Bank runs, like the ones in California at branches of IndyMac, are bad news. But is the Times overselling the sector's financial woes?



Slate's liberal-leaning "Today's Papers" column Tuesday morning suggests so, saying of the Times' lead story Tuesday:



The NYT seems determined to push the panic buttons. "It's about to start getting real bad," one analyst said. "We are closer to the Depression scenario than not," alleged the managing director of an investment fund.



Indeed, from the outset the article by Louise Story and Eric Dash, "Confidence Ebbs For Bank Sector And Stocks Fall," puts matters in a very dim light:


Even as the Bush administration moved to rescue the nation's two largest mortgage finance companies, confidence in the banking sector spiraled downward Monday.


In Southern California, lines snaked around branches of IndyMac Bancorp, the large lender that was seized by federal regulators on Friday, as customers hurried to withdraw their money. As the anxiety spread through the financial markets, two other big banks, one in Ohio and another in Washington State, were compelled to assert that they were sound.
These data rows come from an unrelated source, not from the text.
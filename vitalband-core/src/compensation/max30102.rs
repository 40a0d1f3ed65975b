//! MAX30102 FIFO unpacking

use crate::constants::sensors::PPG_SAMPLE_MASK;
use crate::sample::PpgReading;

fn word(bytes: &[u8]) -> u32 {
    ((bytes[0] as u32) << 16 | (bytes[1] as u32) << 8 | bytes[2] as u32) & PPG_SAMPLE_MASK
}

/// Unpack one 6-byte FIFO entry (red first, then IR) in SpO2 mode
pub fn reading_from_fifo(bytes: &[u8; 6]) -> PpgReading {
    PpgReading { red: word(&bytes[..3]), ir: word(&bytes[3..]) }
}
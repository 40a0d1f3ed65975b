//! Collaborator Seams
//!
//! The core is pure computation. Everything that touches hardware or a
//! vendor library reaches it through one of these traits:
//!
//! - [`sensor`] - timestamped samples from a bus or ADC
//! - [`sink`] - the outbound transport for aggregated messages
//! - [`spo2`] - the external SpO2 reference algorithm
//! - [`time`] - uptime for the control loop
//!
//! All of them are implemented by the firmware on the device and by small
//! scripted fakes in tests.

pub mod sensor;
pub mod sink;
pub mod spo2;
pub mod time;

pub use sensor::SampleSource;
pub use sink::{MessageSink, NullSink};
pub use spo2::{Spo2Algorithm, Spo2Estimate};
pub use time::TimeSource;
Even as federal regulators issued assurances that depositors' savings were safe, Wall Street analysts circulated lists of lenders that might be vulnerable. Shares of regional banks plunged in one of the sharpest declines since the 1980s.


Many investors fear that the government's resolve to help Fannie Mae and Freddie Mac, the giant companies at the center of the nation's mortgage market, will not hold back the rising tide of bad loans unleashed by the weakening housing market and faltering economy.


....


The worries about the financial industry that gripped Wall Street whenBear Stearnsimploded in March spilled over to Fannie Mae and Freddie Mac last week. They are now buffeting small and midsize banks, many of which are heavily exposed to weakening local property markets and loans to home builders. Some investors fret small institutions will not receive the kind of federal support that rescued Bear Stearns and the two mortgage giants.
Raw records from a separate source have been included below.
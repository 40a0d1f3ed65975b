//! PPG heart rate and SpO2
//!
//! Both channels consume the same MAX30102 readings at the full 100 Hz
//! cadence. Heart rate runs the integer chain
//!
//! ```text
//! IR >> 2 ──▶ DC tracker ──▶ FIR ──▶ zero-crossing ──▶ beat history ──▶ 60000 / mean period
//! ```
//!
//! SpO2 fills fixed IR/red windows and hands them to the external
//! algorithm, sliding by a quarter window between runs.

use crate::constants::buffers::{HEART_RATE_HISTORY, SPO2_SLIDE};
use crate::constants::channels::{
    HEART_RATE_MAX_BPM, HEART_RATE_MIN_BPM, PPG_BEAT_WINDOW_MS, PPG_INPUT_SHIFT, PPG_RATE_AVERAGE_BEATS,
    SPO2_MAX_PERCENT, SPO2_MIN_PERCENT,
};
use crate::constants::{MS_PER_MINUTE, SPO2_BUFFER_LEN};
use crate::detect::ZeroCrossingDetector;
use crate::errors::ComputeResult;
use crate::filters::{DcTracker, FirState};
use crate::plausibility::{ChannelOutput, PlausibilityGate};
use crate::rate::TimeWindowRateCounter;
use crate::sample::{PpgReading, Sample};
use crate::traits::{Spo2Algorithm, Spo2Estimate};

use super::{ChannelEstimator, ChannelId};

/// Heart rate from the PPG infrared channel
#[derive(Debug, Clone)]
pub struct HeartRateChannel {
    dc: DcTracker,
    fir: FirState,
    detector: ZeroCrossingDetector,
    beats: TimeWindowRateCounter<HEART_RATE_HISTORY>,
    gate: PlausibilityGate,
    last_filtered: i16,
}

impl HeartRateChannel {
    pub const fn new() -> Self {
        Self {
            dc: DcTracker::new(),
            fir: FirState::new(),
            detector: ZeroCrossingDetector::new(),
            beats: TimeWindowRateCounter::new(PPG_BEAT_WINDOW_MS, 0),
            gate: PlausibilityGate::new(ChannelId::HeartRate.name(), HEART_RATE_MIN_BPM, HEART_RATE_MAX_BPM),
            last_filtered: 0,
        }
    }

    /// Low-passed AC component of the last sample
    pub fn filtered(&self) -> i16 {
        self.last_filtered
    }

    /// Beats recorded so far (bounded by the history capacity)
    pub fn beat_count(&self) -> usize {
        self.beats.len()
    }
}

impl Default for HeartRateChannel {
    fn default() -> Self {
        Self::new()
    }
}

impl ChannelEstimator for HeartRateChannel {
    type Input = PpgReading;

    fn id(&self) -> ChannelId {
        ChannelId::HeartRate
    }

    fn update(&mut self, sample: Sample<PpgReading>) -> ComputeResult<()> {
        let ir = (sample.value.ir >> PPG_INPUT_SHIFT).min(u16::MAX as u32) as u16;
        let residual = self.dc.remove(ir).clamp(i16::MIN as i32, i16::MAX as i32) as i16;
        self.last_filtered = self.fir.filter(residual);

        if self.detector.update(self.last_filtered) && self.beats.record_event(sample.timestamp_ms) {
            if let Ok(interval) = self.beats.mean_interval_ms(PPG_RATE_AVERAGE_BEATS) {
                let _ = self.gate.offer(MS_PER_MINUTE as f32 / interval);
            }
        }
        Ok(())
    }

    fn output(&self) -> ChannelOutput {
        self.gate.output()
    }
}

/// Blood-oxygen saturation via the external reference algorithm
pub struct Spo2Channel<A: Spo2Algorithm> {
    algorithm: A,
    ir: [u32; SPO2_BUFFER_LEN],
    red: [u32; SPO2_BUFFER_LEN],
    filled: usize,
    gate: PlausibilityGate,
    last_estimate: Option<Spo2Estimate>,
}

impl<A: Spo2Algorithm> Spo2Channel<A> {
    pub fn new(algorithm: A) -> Self {
        Self {
            algorithm,
            ir: [0; SPO2_BUFFER_LEN],
            red: [0; SPO2_BUFFER_LEN],
            filled: 0,
            gate: PlausibilityGate::new(ChannelId::SpO2.name(), SPO2_MIN_PERCENT, SPO2_MAX_PERCENT),
            last_estimate: None,
        }
    }

    /// Samples currently buffered towards the next run
    pub fn buffered(&self) -> usize {
        self.filled
    }

    /// Raw result of the most recent algorithm run, valid or not
    pub fn last_estimate(&self) -> Option<Spo2Estimate> {
        self.last_estimate
    }

    pub fn algorithm(&self) -> &A {
        &self.algorithm
    }
}

impl<A: Spo2Algorithm> ChannelEstimator for Spo2Channel<A> {
    type Input = PpgReading;

    fn id(&self) -> ChannelId {
        ChannelId::SpO2
    }

    fn update(&mut self, sample: Sample<PpgReading>) -> ComputeResult<()> {
        self.ir[self.filled] = sample.value.ir;
        self.red[self.filled] = sample.value.red;
        self.filled += 1;

        if self.filled == SPO2_BUFFER_LEN {
            let estimate = self.algorithm.estimate_spo2(&self.ir, &self.red);
            self.last_estimate = Some(estimate);
            if estimate.spo2_valid {
                let _ = self.gate.offer(estimate.spo2_percent as f32);
            }

            self.ir.copy_within(SPO2_SLIDE.., 0);
            self.red.copy_within(SPO2_SLIDE.., 0);
            self.filled = SPO2_BUFFER_LEN - SPO2_SLIDE;
        }
        Ok(())
    }

    fn output(&self) -> ChannelOutput {
        self.gate.output()
    }
}

#[cfg(test)]
mod tests {
    use super::*;

    /// Infrared reading for a sinusoidal pulse on a large DC baseline
    fn ppg(n: u32, period: u32) -> PpgReading {
        let phase = 2.0 * core::f32::consts::PI * n as f32 / period as f32;
        let ir = 120_000.0 + 600.0 * phase.sin();
        PpgReading { red: 90_000, ir: ir as u32 }
    }

    #[test]
    fn steady_pulse_reads_75_bpm() {
        // 80 samples per beat at 100 Hz = 800 ms = 75 BPM
        let mut channel = HeartRateChannel::new();
        for n in 0..2000u32 {
            channel.update(Sample::new(ppg(n, 80), n * 10)).unwrap();
        }
        let out = channel.output();
        assert!(out.valid);
        assert!((out.rate - 75.0).abs() < 1.0, "rate {}", out.rate);
    }

    #[test]
    fn beat_history_uses_configured_window() {
        let channel = HeartRateChannel::new();
        assert_eq!(channel.beats.window_ms(), PPG_BEAT_WINDOW_MS);
        assert_eq!(channel.beats.min_interval_ms(), 0);
    }

    #[test]
    fn no_signal_stays_invalid() {
        let mut channel = HeartRateChannel::new();
        for n in 0..1000u32 {
            channel.update(Sample::new(PpgReading { red: 0, ir: 0 }, n * 10)).unwrap();
        }
        assert!(!channel.output().valid);
        assert_eq!(channel.reported_value(), None);
    }

    struct FixedSpo2 {
        runs: usize,
        first_ir: u32,
    }

    impl Spo2Algorithm for FixedSpo2 {
        fn estimate_spo2(&mut self, ir: &[u32], red: &[u32]) -> Spo2Estimate {
            assert_eq!(ir.len(), red.len());
            self.runs += 1;
            self.first_ir = ir[0];
            Spo2Estimate { spo2_percent: 97, spo2_valid: true, heart_rate_bpm: 70, heart_rate_valid: true }
        }
    }

    #[test]
    fn spo2_runs_on_full_window_then_slides() {
        let mut channel = Spo2Channel::new(FixedSpo2 { runs: 0, first_ir: 0 });
        for n in 0..SPO2_BUFFER_LEN as u32 {
            channel.update(Sample::new(PpgReading { red: n, ir: n }, n * 10)).unwrap();
        }
        assert_eq!(channel.algorithm().runs, 1);
        assert_eq!(channel.algorithm().first_ir, 0);
        assert_eq!(channel.buffered(), SPO2_BUFFER_LEN - SPO2_SLIDE);
        assert_eq!(channel.output(), ChannelOutput { rate: 97.0, valid: true });

        for n in 0..SPO2_SLIDE as u32 {
            channel.update(Sample::new(PpgReading { red: 0, ir: 0 }, 1000 + n * 10)).unwrap();
        }
        assert_eq!(channel.algorithm().runs, 2);
        assert_eq!(channel.algorithm().first_ir, SPO2_SLIDE as u32);
    }

    #[test]
    fn every_run_frees_room_for_new_samples() {
        let mut channel = Spo2Channel::new(FixedSpo2 { runs: 0, first_ir: 0 });
        let total = (SPO2_BUFFER_LEN + 10 * SPO2_SLIDE) as u32;
        for n in 0..total {
            channel.update(Sample::new(PpgReading { red: n, ir: n }, n * 10)).unwrap();
            assert!(channel.buffered() < SPO2_BUFFER_LEN);
        }
        assert_eq!(channel.algorithm().runs, 11);
        assert_eq!(channel.algorithm().first_ir, 10 * SPO2_SLIDE as u32);
    }

    struct Implausible;

    impl Spo2Algorithm for Implausible {
        fn estimate_spo2(&mut self, _ir: &[u32], _red: &[u32]) -> Spo2Estimate {
            Spo2Estimate { spo2_percent: 40, spo2_valid: true, heart_rate_bpm: 0, heart_rate_valid: false }
        }
    }

    #[test]
    fn spo2_outside_range_is_not_published() {
        let mut channel = Spo2Channel::new(Implausible);
        for n in 0..SPO2_BUFFER_LEN as u32 {
            channel.update(Sample::new(PpgReading::default(), n * 10)).unwrap();
        }
        assert_eq!(channel.last_estimate().map(|e| e.spo2_percent), Some(40));
        assert!(!channel.output().valid);
    }
}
Speaking of Fannie Mae and Freddie Mac, the quasi-public entities that hold many of the nation's mortgages, National Review Online's Jonah Goldberg pondered the media's double standard on financial scandals:


I am still at a loss as to why Bush should have been criticized much at all for Enron's collapse, and yet that media firestorm consumed months of chatter in Washington. Meanwhile Fannie Mae really does have deep and abiding ties to Democrats, particularly the Clintonites (though there are Republicans in the mix as well). And Fannie Mae is just a much, much bigger deal than Enron ever was. But somehow nothing like the outrage over influence peddling has been in evidence.


The Times has yet to link Fannie Mae and Freddie Mac to the Clintonites the way the paper has used Enron as shorthand for Republican perfidy. The paper's Bush-loathing columnist Paul Krugman even defends Fannie Mae and Freddie Mac, to the amusement of journalist Mickey Kaus at Slate.